The California Golden Bears have been in the news recently when a recent tragedy crossed paths with another coach using it to try and further his agenda. Following the tragic death of Ted Agu, Arkansas head coach Bret Bielema stuck is foot in his mouth by citing the death in his pursuit of “player safety.” Bielema has been the vocal force behind a rule proposal to limit the no-huddle, hurry-up offense to just in the final two minutes of each half. The rule would prevent offenses from snapping the ball before 29 seconds remaining on the play, which is to allow the defense to be able to substitute before every play or be assessed a five-yard penalty.

Coaches like Bielema and Alabama head coach Nick Saban have stated that the hurry-up offense preventing the defense from substituting leads to more injuries among defenders, despite no evidence proving their claims. Despite Bielema being the vocal cheerleader, the true driving force behind rule is Saban and other coaches have taken notice. The Ol’ ball coach, Steve Spurrier, was quoted in a press conference by calling the rule the “Saban Rule.”

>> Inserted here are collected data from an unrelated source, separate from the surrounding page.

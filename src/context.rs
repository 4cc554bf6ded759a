//! Repository context
//!
//! The org/repo pair every facade operation is scoped to. The `org/repo`
//! slug is computed on read, so there is no cached join to keep in sync
//! when either field changes.

use crate::{HubkitError, Result};
use std::fmt;

/// The repository a facade instance operates on
#[derive(Debug, Clone, PartialEq, Eq)]
pub struct RepoContext {
    org: String,
    repo: String,
}

impl RepoContext {
    /// Create a context from explicit org and repo
    pub fn new(org: impl Into<String>, repo: impl Into<String>) -> Self {
        Self {
            org: org.into(),
            repo: repo.into(),
        }
    }

    /// Parse an `org/repo` slug, splitting on the first `/`
    pub fn from_slug(slug: &str) -> Result<Self> {
        match slug.split_once('/') {
            Some((org, repo)) if !org.is_empty() && !repo.is_empty() => {
                Ok(Self::new(org, repo))
            }
            _ => Err(HubkitError::Config(format!(
                "invalid repository slug: {:?} (expected org/repo)",
                slug
            ))),
        }
    }

    pub fn org(&self) -> &str {
        &self.org
    }

    pub fn repo(&self) -> &str {
        &self.repo
    }

    /// The `org/repo` slug, derived from the current fields
    pub fn slug(&self) -> String {
        format!("{}/{}", self.org, self.repo)
    }

    pub fn set_org(&mut self, org: impl Into<String>) {
        self.org = org.into();
    }

    pub fn set_repo(&mut self, repo: impl Into<String>) {
        self.repo = repo.into();
    }
}

impl fmt::Display for RepoContext {
    fn fmt(&self, f: &mut fmt::Formatter<'_>) -> fmt::Result {
        write!(f, "{}/{}", self.org, self.repo)
    }
}
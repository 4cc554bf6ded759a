//! GitHub REST API layer
//!
//! A typed, configured REST client plus the payload types for the issue
//! operations the facade forwards. Pagination and transient-failure retry
//! live here, not in the facade.

pub mod client;
pub mod retry;
pub mod types;

pub use client::GitHubClient;
pub use retry::{RetryConfig, RetryDecision, RetryableError};
pub use types::{CloseOptions, Comment, Issue, Label, User};
//! Git clone operations
//!
//! Clones repositories over HTTPS with the configured credential and sets
//! local identity configuration on the resulting working copy. The token
//! is supplied through a credential callback, never embedded in the remote
//! URL, and every error leaving this module is scrubbed of the literal
//! token text.

use crate::git::redact;
use crate::{HubkitError, Result};
use git2::{Cred, FetchOptions, RemoteCallbacks, Repository};
use std::fs;
use std::path::{Path, PathBuf};
use tracing::{debug, warn};

/// Options forwarded to a clone
#[derive(Debug, Clone, Default)]
pub struct CloneOptions {
    /// Branch to check out instead of the remote default
    pub branch: Option<String>,

    /// Shallow-clone depth
    pub depth: Option<i32>,
}

/// A cloned working copy: the repository handle and its resolved path
pub struct CloneHandle {
    pub repo: Repository,
    pub path: PathBuf,
}

impl std::fmt::Debug for CloneHandle {
    fn fmt(&self, f: &mut std::fmt::Formatter<'_>) -> std::fmt::Result {
        f.debug_struct("CloneHandle")
            .field("path", &self.path)
            .finish_non_exhaustive()
    }
}

/// Git facade carrying the resolved identity and credential
#[derive(Debug)]
pub struct GitOps {
    login: Option<String>,
    token: Option<String>,
}

impl GitOps {
    pub fn new(login: Option<String>, token: Option<String>) -> Self {
        Self { login, token }
    }

    /// Create the credential callback for fetch operations
    fn create_callbacks(&self) -> RemoteCallbacks<'_> {
        let mut callbacks = RemoteCallbacks::new();

        let token = self.token.clone();
        let login = self.login.clone();

        callbacks.credentials(move |_url, username_from_url, _allowed_types| {
            if let Some(ref token) = token {
                let user = login.as_deref().or(username_from_url).unwrap_or("x-access-token");
                return Cred::userpass_plaintext(user, token);
            }

            // Anonymous access for public repositories
            Cred::default()
        });

        callbacks
    }

    /// Clone `org/repo` into `dest_dir/repo`
    ///
    /// Sets `user.name` and `user.email` on the working copy when an
    /// identity is known, so follow-on commits are attributed correctly.
    pub fn clone(
        &self,
        org: &str,
        repo: &str,
        dest_dir: &Path,
        options: &CloneOptions,
    ) -> Result<CloneHandle> {
        debug!(org = %org, repo = %repo, dest = %dest_dir.display(), "cloning repository");

        fs::create_dir_all(dest_dir)?;

        let url = format!("https://github.com/{}/{}.git", org, repo);
        let target = dest_dir.join(repo);

        let mut fetch_options = FetchOptions::new();
        fetch_options.remote_callbacks(self.create_callbacks());
        if let Some(depth) = options.depth {
            fetch_options.depth(depth);
        }

        let mut builder = git2::build::RepoBuilder::new();
        builder.fetch_options(fetch_options);
        if let Some(ref branch) = options.branch {
            builder.branch(branch);
        }

        let repository = builder
            .clone(&url, &target)
            .map_err(|e| self.scrubbed(format!("clone of {}/{} failed: {}", org, repo, e)))?;

        if let Some(ref login) = self.login {
            self.configure_identity(&repository, login)
                .map_err(|e| self.scrubbed(format!("identity config failed: {}", e)))?;
        }

        debug!(path = %target.display(), "repository cloned");

        Ok(CloneHandle {
            repo: repository,
            path: target,
        })
    }

    fn configure_identity(
        &self,
        repository: &Repository,
        login: &str,
    ) -> std::result::Result<(), git2::Error> {
        let mut config = repository.config()?;
        config.set_str("user.name", login)?;
        config.set_str("user.email", &format!("{}@github.com", login))?;
        Ok(())
    }

    /// Redaction boundary: all error text leaving the git layer passes
    /// through here
    fn scrubbed(&self, message: String) -> HubkitError {
        HubkitError::Git(redact::scrub(&message, self.token.as_deref()))
    }

    /// Remove a single cloned working directory
    pub fn remove_clone(&self, path: &Path) -> Result<()> {
        debug!(path = %path.display(), "removing cloned repo");
        fs::remove_dir_all(path)?;
        Ok(())
    }

    /// Remove every given working directory, best-effort
    ///
    /// Each path is attempted; failures are collected into one aggregated
    /// error rather than stopping at the first.
    pub fn remove_all_clones(&self, paths: &[PathBuf]) -> Result<()> {
        debug!(count = paths.len(), "removing all cloned repos");

        let mut failures = Vec::new();
        for path in paths {
            if let Err(e) = self.remove_clone(path) {
                warn!(path = %path.display(), error = %e, "failed to remove cloned repo");
                failures.push(format!("{}: {}", path.display(), e));
            }
        }

        if failures.is_empty() {
            Ok(())
        } else {
            Err(HubkitError::RemoveClones(failures.join("; ")))
        }
    }
}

The “Saban Rule” is being championed as a way to promote player safety and that has caught the attention of many prominent college coaches, including Sonny Dykes:

Dykes is suggestion that Saban is using his clout and connections to bend the game to his own preference. The innuendo coming from the other coaches is that Saban does not want to coach against these offense and wants to slow down the game to give his teams an advantage, but why would a coach of his caliber need to give himself an advantage?

Texas Tech head coach Kliff Kingsbury has an answer for that. In an interview with the Outside the Lines podcast, Kingsbury was asked if the rule was an honest consideration for player safety or for his own selfish interests and he responded with, “the last three losses that he’s had had have been against up-tempo teams. I’ll leave it at that.” Those teams are Texas A&M, which Kingsbury was quarterbacks coach, Auburn and Oklahoma.

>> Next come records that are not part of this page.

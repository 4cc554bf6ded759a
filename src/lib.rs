//! hubkit - Convenience toolkit for GitHub automation inside CI workflows
//!
//! hubkit hydrates repository, credential, and issue context from the
//! workflow environment and event payload, then exposes short-hand issue,
//! label, comment, and clone operations with that context pre-filled.
//!
//! # Architecture
//!
//! - **config**: explicit configuration struct with env resolution
//! - **context**: the org/repo pair and its derived slug
//! - **event**: workflow event payload hydration
//! - **github**: typed REST client (auth, pagination, retry)
//! - **git**: clone operations, clone registry, token redaction
//! - **hub**: the facade root composing the layers
//!
//! # Example
//!
//! ```no_run
//! use hubkit::Hubkit;
//!
//! # async fn run() -> hubkit::Result<()> {
//! let gh = Hubkit::from_env().await?;
//! gh.add_labels(&["in-progress".to_string()], None).await?;
//! # Ok(())
//! # }
//! ```

pub mod config;
pub mod context;
pub mod error;
pub mod event;
pub mod git;
pub mod github;
pub mod hub;
pub mod logging;

// Re-exports
pub use config::{Config, CredentialMode};
pub use context::RepoContext;
pub use error::{HubkitError, Result};
pub use event::{EventPayload, EventState};
pub use git::{CloneHandle, CloneOptions, CloneRegistry};
pub use github::{CloseOptions, Comment, GitHubClient, Issue, Label, User};
pub use hub::Hubkit;
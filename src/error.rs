//! Error types for hubkit
//!
//! Defines one error enum covering every failure mode in the crate.
//! Uses thiserror for ergonomic error handling.

use thiserror::Error;

/// Result type alias for hubkit operations
pub type Result<T> = std::result::Result<T, HubkitError>;

/// Error type for hubkit operations
#[derive(Error, Debug)]
pub enum HubkitError {
    /// Configuration errors (missing credential in strict mode, unresolvable
    /// org/repo, no issue number available)
    #[error("Configuration error: {0}")]
    Config(String),

    /// Authentication failures reported by the API
    #[error("Authentication error: {0}")]
    Auth(String),

    /// API responses that are neither success nor a more specific case
    #[error("GitHub API error: {0}")]
    Api(String),

    /// A requested resource does not exist (issue, label, ...)
    #[error("Not found: {0}")]
    NotFound(String),

    /// Rate limited, retry after the given number of seconds
    #[error("Rate limited, retry after {0} seconds")]
    RateLimited(u64),

    /// Git operation errors with scrubbed message text
    #[error("Git error: {0}")]
    Git(String),

    /// A path that was never recorded as a clone of this process
    #[error("not a cloned repository: {0}")]
    CloneRegistry(String),

    /// Aggregated failures from a best-effort clone cleanup
    #[error("failed to remove cloned repos: {0}")]
    RemoveClones(String),

    /// I/O errors
    #[error("I/O error: {0}")]
    Io(#[from] std::io::Error),

    /// JSON serialization/deserialization errors
    #[error("JSON error: {0}")]
    Json(#[from] serde_json::Error),

    /// Git2 library errors that carry no credential material
    #[error("Git library error: {0}")]
    Git2(#[from] git2::Error),

    /// HTTP request errors
    #[error("HTTP error: {0}")]
    Http(#[from] reqwest::Error),
}

impl crate::github::retry::RetryableError for HubkitError {
    fn retry_decision(&self) -> crate::github::retry::RetryDecision {
        use crate::github::retry::RetryDecision;
        use std::time::Duration;

        match self {
            HubkitError::Http(e) => {
                if e.is_connect() || e.is_timeout() {
                    RetryDecision::Retry
                } else {
                    RetryDecision::NoRetry
                }
            }
            HubkitError::RateLimited(secs) => {
                RetryDecision::RetryAfter(Duration::from_secs(*secs))
            }
            // Server-side failures surface as Api messages carrying the status
            HubkitError::Api(msg) if msg.contains("HTTP 5") => RetryDecision::Retry,
            _ => RetryDecision::NoRetry,
        }
    }
}
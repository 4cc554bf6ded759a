//! Workflow event hydration
//!
//! Reads the JSON event payload the CI runner writes to disk and recovers
//! the issue or pull request number the workflow is running against.
//! Hydration is best-effort: a missing indicator, a missing file, and a
//! malformed payload are distinct, logged outcomes, and none of them
//! prevents facade construction.

use serde::Deserialize;
use serde_json::Value;
use std::fs;
use std::path::{Path, PathBuf};
use tracing::{debug, warn};

/// A nested object that carries an issue or pull request number
#[derive(Debug, Clone, Deserialize, PartialEq, Eq)]
pub struct NumberedObject {
    pub number: u64,
}

/// The slice of a workflow event payload the facade cares about
///
/// Payloads have no fixed schema beyond these fields; everything else is
/// retained in `extra` for callers that need the full event.
#[derive(Debug, Clone, Deserialize)]
pub struct EventPayload {
    #[serde(default)]
    pub issue: Option<NumberedObject>,
    #[serde(default)]
    pub pull_request: Option<NumberedObject>,
    #[serde(default)]
    pub number: Option<u64>,
    #[serde(flatten)]
    pub extra: serde_json::Map<String, Value>,
}

impl EventPayload {
    /// Resolve the issue/PR number: a nested `issue` wins, then a nested
    /// `pull_request`, then a top-level `number`
    pub fn issue_number(&self) -> Option<u64> {
        self.issue
            .as_ref()
            .map(|i| i.number)
            .or_else(|| self.pull_request.as_ref().map(|pr| pr.number))
            .or(self.number)
    }
}

/// Outcome of event hydration
#[derive(Debug)]
pub enum EventState {
    /// The CI indicator variable is unset; hydration was skipped
    NotCi,
    /// Running in CI but the event file path is unset or unreadable
    Missing(Option<PathBuf>),
    /// The event file exists but is not valid JSON
    Malformed(String),
    /// Parsed event payload
    Loaded(EventPayload),
}

impl EventState {
    /// The hydrated issue/PR number, if any
    pub fn issue_number(&self) -> Option<u64> {
        match self {
            EventState::Loaded(payload) => payload.issue_number(),
            _ => None,
        }
    }

    pub fn is_loaded(&self) -> bool {
        matches!(self, EventState::Loaded(_))
    }
}

/// Hydrate the workflow event from disk
///
/// `ci` gates the whole operation; `path` is the runner-provided payload
/// location. Never fails: every degraded outcome is logged and recorded
/// in the returned state.
pub fn hydrate(ci: bool, path: Option<&Path>) -> EventState {
    if !ci {
        debug!("CI indicator not set, skipping event hydration");
        return EventState::NotCi;
    }

    let path = match path {
        Some(p) => p,
        None => {
            warn!("running in CI but no event path is set");
            return EventState::Missing(None);
        }
    };

    let raw = match fs::read_to_string(path) {
        Ok(raw) => raw,
        Err(e) => {
            warn!(path = %path.display(), error = %e, "event file is unreadable");
            return EventState::Missing(Some(path.to_path_buf()));
        }
    };

    match serde_json::from_str::<EventPayload>(&raw) {
        Ok(payload) => {
            debug!(
                path = %path.display(),
                issue_number = ?payload.issue_number(),
                "hydrated workflow event"
            );
            EventState::Loaded(payload)
        }
        Err(e) => {
            warn!(path = %path.display(), error = %e, "event file is not valid JSON");
            EventState::Malformed(e.to_string())
        }
    }
}

#[cfg(test)]
mod tests {
    use super::*;
    use std::io::Write;
    use tempfile::NamedTempFile;

    fn event_file(json: &str) -> NamedTempFile {
        let mut file = NamedTempFile::new().unwrap();
        file.write_all(json.as_bytes()).unwrap();
        file
    }

    #[test]
    fn test_issue_number_prefers_issue() {
        let payload: EventPayload = serde_json::from_str(
            r#"{"issue": {"number": 91}, "pull_request": {"number": 7}, "number": 3}"#,
        )
        .unwrap();
        assert_eq!(payload.issue_number(), Some(91));
    }

    #[test]
    fn test_issue_number_falls_back_to_pull_request() {
        let payload: EventPayload =
            serde_json::from_str(r#"{"pull_request": {"number": 91}, "number": 3}"#).unwrap();
        assert_eq!(payload.issue_number(), Some(91));
    }

    #[test]
    fn test_issue_number_falls_back_to_top_level() {
        let payload: EventPayload = serde_json::from_str(r#"{"number": 91}"#).unwrap();
        assert_eq!(payload.issue_number(), Some(91));
    }

    #[test]
    fn test_issue_number_absent() {
        let payload: EventPayload =
            serde_json::from_str(r#"{"action": "opened"}"#).unwrap();
        assert_eq!(payload.issue_number(), None);
    }

    #[test]
    fn test_extra_fields_are_retained() {
        let payload: EventPayload =
            serde_json::from_str(r#"{"action": "labeled", "number": 5}"#).unwrap();
        assert_eq!(
            payload.extra.get("action").and_then(|v| v.as_str()),
            Some("labeled")
        );
    }

    #[test]
    fn test_hydrate_not_ci() {
        let file = event_file(r#"{"issue": {"number": 91}}"#);
        let state = hydrate(false, Some(file.path()));
        assert!(matches!(state, EventState::NotCi));
        assert_eq!(state.issue_number(), None);
    }

    #[test]
    fn test_hydrate_missing_path() {
        let state = hydrate(true, None);
        assert!(matches!(state, EventState::Missing(None)));
    }

    #[test]
    fn test_hydrate_missing_file() {
        let state = hydrate(true, Some(Path::new("/nonexistent/event.json")));
        assert!(matches!(state, EventState::Missing(Some(_))));
    }

    #[test]
    fn test_hydrate_malformed_json() {
        let file = event_file("{not json");
        let state = hydrate(true, Some(file.path()));
        assert!(matches!(state, EventState::Malformed(_)));
        assert_eq!(state.issue_number(), None);
    }

    #[test]
    fn test_hydrate_loaded() {
        let file = event_file(r#"{"issue": {"number": 91}}"#);
        let state = hydrate(true, Some(file.path()));
        assert!(state.is_loaded());
        assert_eq!(state.issue_number(), Some(91));
    }
}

Kingsbury’s sentiments make the most sense and I feel that it is the most likely scenario. Saban’s Alabama teams have a major advantage in the amount of talented players they have. Alabama’s roster is loaded with five star athletes, which gives them amount of depth that no other team can match. The no-huddle offense does not allow them to substitute, which does not allow use that depth and keep their starters fresh throughout the game. It helps to level the playing field that Saban had already tilted in his favor.

Forcing the offenses to let the defense to substitute will give even more power to the power teams that can lure top-flight talent to their schools. Saban knows his teams are the most talented and he wants to exploit that advantage, under the guise of player safety. Meanwhile, Bielema is coaching for his coaching life and knows that bringing the playing field down to his level is the only way to save his job.

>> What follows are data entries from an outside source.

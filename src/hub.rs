//! Facade root
//!
//! Composes configuration, the REST client, the git layer, and the
//! hydrated workflow event into one handle with the repository context
//! pre-filled. Construction order is fixed: resolve environment, resolve
//! credential, construct the API client, resolve identity, construct the
//! git facade, hydrate the event, resolve the issue number.

use crate::config::{Config, CredentialMode};
use crate::context::RepoContext;
use crate::error::{HubkitError, Result};
use crate::event::{self, EventState};
use crate::git::{CloneHandle, CloneOptions, CloneRegistry, GitOps};
use crate::github::{CloseOptions, Comment, GitHubClient, Issue, Label};
use std::path::{Path, PathBuf};
use tracing::{debug, warn};

/// GitHub automation facade with auto-hydrated workflow context
#[derive(Debug)]
pub struct Hubkit {
    context: RepoContext,
    login: Option<String>,
    sha: Option<String>,
    client: GitHubClient,
    git: GitOps,
    event: EventState,
    issue_number: Option<u64>,
    registry: CloneRegistry,
}

impl Hubkit {
    /// Construct a facade from the process environment
    pub async fn from_env() -> Result<Self> {
        Self::new(Config::from_env()).await
    }

    /// Construct a facade from resolved configuration
    pub async fn new(config: Config) -> Result<Self> {
        let context = match (&config.org, &config.repo) {
            (Some(org), Some(repo)) => RepoContext::new(org.clone(), repo.clone()),
            _ => {
                return Err(HubkitError::Config(
                    "could not resolve org/repo: pass them explicitly or set GITHUB_REPOSITORY"
                        .to_string(),
                ))
            }
        };

        if config.token.is_none() {
            match config.credential_mode {
                CredentialMode::Strict => {
                    return Err(HubkitError::Config(
                        "no GitHub token found (set HUBKIT_ACCESS_TOKEN or GITHUB_TOKEN)"
                            .to_string(),
                    ))
                }
                CredentialMode::Lenient => {
                    warn!("no GitHub token found, API access is anonymous and rate-limited");
                }
            }
        }

        let client = GitHubClient::new(&config)?;

        // the client, not the facade, knows who the credential belongs to
        let login = match (&config.login, &config.token) {
            (Some(login), _) => Some(login.clone()),
            (None, Some(_)) => match client.authenticated_user().await {
                Ok(user) => Some(user.login),
                Err(e) => {
                    warn!(error = %e, "could not resolve authenticated login");
                    None
                }
            },
            (None, None) => None,
        };

        let git = GitOps::new(login.clone(), config.token.clone());

        let event = event::hydrate(config.ci, config.event_path.as_deref());
        let issue_number = event.issue_number();

        debug!(
            login = ?login,
            org = %context.org(),
            repo = %context.repo(),
            issue_number = ?issue_number,
            "hubkit initialized"
        );

        Ok(Self {
            context,
            login,
            sha: config.sha,
            client,
            git,
            event,
            issue_number,
            registry: CloneRegistry::new(),
        })
    }

    pub fn org(&self) -> &str {
        self.context.org()
    }

    pub fn repo(&self) -> &str {
        self.context.repo()
    }

    /// The `org/repo` slug, derived from the current context
    pub fn slug(&self) -> String {
        self.context.slug()
    }

    pub fn login(&self) -> Option<&str> {
        self.login.as_deref()
    }

    pub fn sha(&self) -> Option<&str> {
        self.sha.as_deref()
    }

    /// The auto-hydrated issue/PR number, if the event carried one
    pub fn issue_number(&self) -> Option<u64> {
        self.issue_number
    }

    /// Outcome of event hydration, including the parsed payload
    pub fn event(&self) -> &EventState {
        &self.event
    }

    /// The underlying REST client, for operations the facade does not
    /// short-hand
    pub fn client(&self) -> &GitHubClient {
        &self.client
    }

    /// Point the facade at a different repository in the same org
    pub fn set_repo(&mut self, repo: impl Into<String>) {
        self.context.set_repo(repo);
        debug!("updated org/repo: {}", self.context.slug());
    }

    /// Point the facade at a different organization
    pub fn set_org(&mut self, org: impl Into<String>) {
        self.context.set_org(org);
        debug!("updated org/repo: {}", self.context.slug());
    }

    /// Clone the facade's current repository into `dest_dir/repo`
    pub fn clone_repo(
        &mut self,
        dest_dir: impl AsRef<Path>,
        options: &CloneOptions,
    ) -> Result<CloneHandle> {
        let org = self.context.org().to_string();
        let repo = self.context.repo().to_string();
        self.clone_repo_from(&org, &repo, dest_dir, options)
    }

    /// Clone an arbitrary repository into `dest_dir/repo`, recording the
    /// working directory in the clone registry
    pub fn clone_repo_from(
        &mut self,
        org: &str,
        repo: &str,
        dest_dir: impl AsRef<Path>,
        options: &CloneOptions,
    ) -> Result<CloneHandle> {
        let mut handle = self.git.clone(org, repo, dest_dir.as_ref(), options)?;
        handle.path = self.registry.record(&handle.path);
        Ok(handle)
    }

    /// Remove one cloned working directory
    ///
    /// The path must match a registry entry (any spelling that normalizes
    /// to it); unrecorded paths fail without touching the filesystem.
    pub fn remove_clone(&mut self, path: impl AsRef<Path>) -> Result<()> {
        let path = path.as_ref();
        let stored = self
            .registry
            .find(path)
            .ok_or_else(|| HubkitError::CloneRegistry(path.display().to_string()))?;
        self.git.remove_clone(&stored)?;
        self.registry.remove(&stored)?;
        Ok(())
    }

    /// Remove every registered clone, best-effort
    ///
    /// Failures do not stop the sweep; paths that could not be removed
    /// stay registered and are reported in one aggregated error.
    pub fn remove_all_clones(&mut self) -> Result<()> {
        debug!("removing all cloned repos");

        let mut failures = Vec::new();
        for path in self.registry.paths().to_vec() {
            match self.git.remove_clone(&path) {
                Ok(()) => {
                    self.registry.remove(&path)?;
                }
                Err(e) => {
                    warn!(path = %path.display(), error = %e, "failed to remove cloned repo");
                    failures.push(format!("{}: {}", path.display(), e));
                }
            }
        }

        if failures.is_empty() {
            Ok(())
        } else {
            Err(HubkitError::RemoveClones(failures.join("; ")))
        }
    }

    /// Read-only view of the working directories cloned by this instance
    pub fn cloned_repos(&self) -> &[PathBuf] {
        self.registry.paths()
    }

    fn resolve_issue_number(&self, explicit: Option<u64>) -> Result<u64> {
        explicit.or(self.issue_number).ok_or_else(|| {
            HubkitError::Config(
                "no issue number: pass one explicitly or run from an issue/pull_request event"
                    .to_string(),
            )
        })
    }

    /// Add labels to an issue or pull request
    pub async fn add_labels(
        &self,
        labels: &[String],
        issue_number: Option<u64>,
    ) -> Result<Vec<Label>> {
        let number = self.resolve_issue_number(issue_number)?;
        self.client.add_labels(&self.slug(), number, labels).await
    }

    /// Remove labels from an issue or pull request
    ///
    /// Each label is removed independently: a label that does not exist on
    /// the issue is logged as a warning and the loop continues, so removing
    /// `[a, b, c]` where `b` is absent still removes `a` and `c`.
    pub async fn remove_labels(&self, labels: &[String], issue_number: Option<u64>) -> Result<()> {
        let number = self.resolve_issue_number(issue_number)?;
        debug!(labels = ?labels, number = number, "removing labels");

        for label in labels {
            match self.client.remove_label(&self.slug(), number, label).await {
                Ok(()) => {}
                Err(HubkitError::NotFound(_)) => {
                    warn!("label: {} not found on issue: {}", label, number);
                }
                Err(e) => return Err(e),
            }
        }
        Ok(())
    }

    /// List the labels currently on an issue or pull request
    pub async fn issue_labels(&self, issue_number: Option<u64>) -> Result<Vec<Label>> {
        let number = self.resolve_issue_number(issue_number)?;
        self.client.list_issue_labels(&self.slug(), number).await
    }

    /// Add a comment to an issue or pull request
    pub async fn add_comment(&self, body: &str, issue_number: Option<u64>) -> Result<Comment> {
        let number = self.resolve_issue_number(issue_number)?;
        self.client.add_comment(&self.slug(), number, body).await
    }

    /// Close an issue
    pub async fn close_issue(
        &self,
        options: &CloseOptions,
        issue_number: Option<u64>,
    ) -> Result<Issue> {
        let number = self.resolve_issue_number(issue_number)?;
        self.client.close_issue(&self.slug(), number, options).await
    }
}

#[cfg(test)]
mod tests {
    use super::*;

    fn bare_hub(issue_number: Option<u64>) -> Hubkit {
        let config = Config::default().with_token("test-token");
        Hubkit {
            context: RepoContext::new("github", "octocat"),
            login: Some("hubot".to_string()),
            sha: None,
            client: GitHubClient::new(&config).unwrap(),
            git: GitOps::new(Some("hubot".to_string()), Some("test-token".to_string())),
            event: EventState::NotCi,
            issue_number,
            registry: CloneRegistry::new(),
        }
    }

    #[test]
    fn test_slug_tracks_setters() {
        let mut hub = bare_hub(None);
        assert_eq!(hub.slug(), "github/octocat");

        hub.set_repo("test");
        assert_eq!(hub.slug(), "github/test");

        let mut hub = bare_hub(None);
        hub.set_org("test");
        assert_eq!(hub.slug(), "test/octocat");
    }

    #[test]
    fn test_resolve_issue_number_precedence() {
        let hub = bare_hub(Some(14));
        assert_eq!(hub.resolve_issue_number(None).unwrap(), 14);
        assert_eq!(hub.resolve_issue_number(Some(3)).unwrap(), 3);

        let hub = bare_hub(None);
        assert_eq!(hub.resolve_issue_number(Some(3)).unwrap(), 3);
        assert!(matches!(
            hub.resolve_issue_number(None),
            Err(HubkitError::Config(_))
        ));
    }

    #[test]
    fn test_remove_clone_rejects_unrecorded_path() {
        let mut hub = bare_hub(None);
        let err = hub.remove_clone("scratch/never-cloned").unwrap_err();
        assert!(matches!(err, HubkitError::CloneRegistry(_)));
    }

    #[test]
    fn test_cloned_repos_starts_empty() {
        let hub = bare_hub(None);
        assert!(hub.cloned_repos().is_empty());
    }
}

Coach Dykes was completely right in that this farce is about player safety. It is about lazy coaches want to limit offensive creativity to give themselves a personnel advantage over smaller schools. With enough coaches willing to stand up and denounce this rule proposal, it looks like this will be nothing more than a proposal. This looks like Saban is going to lose for a fourth time to the hurry-up, no-huddle offense.